Je voudrais simplement soumettre les propos d’ATM à une analyse pragmatique que les communicologues connaissent bien, sous le nom des « Maximes conversationnelles d’Henri-Paul Grice », elles-mêmes relevant du principe de coopération, c’est-à-dire l’ensemble des normes qui permettent à l’interlocuteur d’ identifier votre intention communicative et de rendre la communication efficace. Ce sont les quatre maximes suivantes:

1.maxime de quantité : que votre contribution soit aussi informative que necessaire; qu’elle ne soit pas plus informative que nécessaire;

2. maxime de qualité : n’affirmez pas ce que vous croyez être faux; n’affirmez pas ce que vous n’avez aucune raison de croire être vrai;

3. maxime de relation: soyez pertinent;

4. maxime de qualité : ne vous exprimez pas de manière obscure ou ambiguë ; soyez bref et ordonné. On voit bien que ATM a enfreint d’abord les maximes 1 et 3.
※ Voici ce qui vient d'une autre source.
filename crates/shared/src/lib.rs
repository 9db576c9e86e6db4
pub mod domain;
pub mod error;
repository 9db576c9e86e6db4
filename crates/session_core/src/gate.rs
//! Root-layout gate: which top-level surface a session snapshot renders.

use serde::Serialize;

use crate::session::{SessionPhase, SessionSnapshot};

#[derive(Debug, Clone, Copy, PartialEq, Eq, Serialize)]
#[serde(rename_all = "snake_case")]
pub enum RenderTarget {
    LoadingScreen,
    AuthFlow,
    MainShell,
}

pub fn render_target(snapshot: &SessionSnapshot) -> RenderTarget {
    match snapshot.phase {
        SessionPhase::Initializing => RenderTarget::LoadingScreen,
        SessionPhase::Unauthenticated => RenderTarget::AuthFlow,
        SessionPhase::Authenticated(_) => RenderTarget::MainShell,
    }
}

#[cfg(test)]
mod tests {
    use shared::domain::{User, UserId};

    use super::*;
    use crate::session::ProfileStatus;

    fn user() -> User {
        User::new(UserId::new("u-1").expect("id"), "a@b.com").expect("user")
    }

    #[test]
    fn initial_snapshot_shows_loading_screen() {
        assert_eq!(
            render_target(&SessionSnapshot::initial()),
            RenderTarget::LoadingScreen
        );
    }

    #[test]
    fn unauthenticated_shows_auth_flow_even_while_loading() {
        let snapshot = SessionSnapshot {
            current_user: None,
            is_loading: true,
            phase: SessionPhase::Unauthenticated,
        };
        assert_eq!(render_target(&snapshot), RenderTarget::AuthFlow);
    }

    #[test]
    fn both_profile_states_show_main_shell() {
        for status in [ProfileStatus::Incomplete, ProfileStatus::Complete] {
            let snapshot = SessionSnapshot {
                current_user: Some(user()),
                is_loading: false,
                phase: SessionPhase::Authenticated(status),
            };
            assert_eq!(render_target(&snapshot), RenderTarget::MainShell);
        }
    }
}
Ce qu’il dit apporte-t-il l’information, c’est-à-dire la réponse à la question orale ? Non ! Son propos n’est ni informatif, ni pertinent par rapport au contexte créé par la question, qui canalise d’emblée la réponse à donner. C’est un peu comme si on demandait à quelqu’un: »avez-vous mangé ? » et qu’il répondait: »la RDC est un grand pays, qui compte 26 provinces ».

On pourra toujours rétorquer qu’il voulait sans doute élargir le contexte afin de mieux faire comprendre l’intention de la sénatrice, laquelle intention serait de simplement se venger pour n’avoir pas obtenu un poste. Mais là aussi, il aurait tout faux: le fait d’avoir raté un poste retire-t-il à une sénatrice le droit d’exercer ses prérogatives constitutionnelles de contrôle ? Certainement pas. ATM enfreint également la maxime 2: qu’est-ce qui nous garantit que sa seule parole est véridique, alors qu’il n’a aucune preuve pour démontrer ses allégations ? Certains, dans les réseaux, s’attaquent tout de suite à la dame, la qualifiant d’immorale, ne se rendant pas compte qu’ils ont juste intériorisé les affirmations- non démontrées et non démontrables d’ATM.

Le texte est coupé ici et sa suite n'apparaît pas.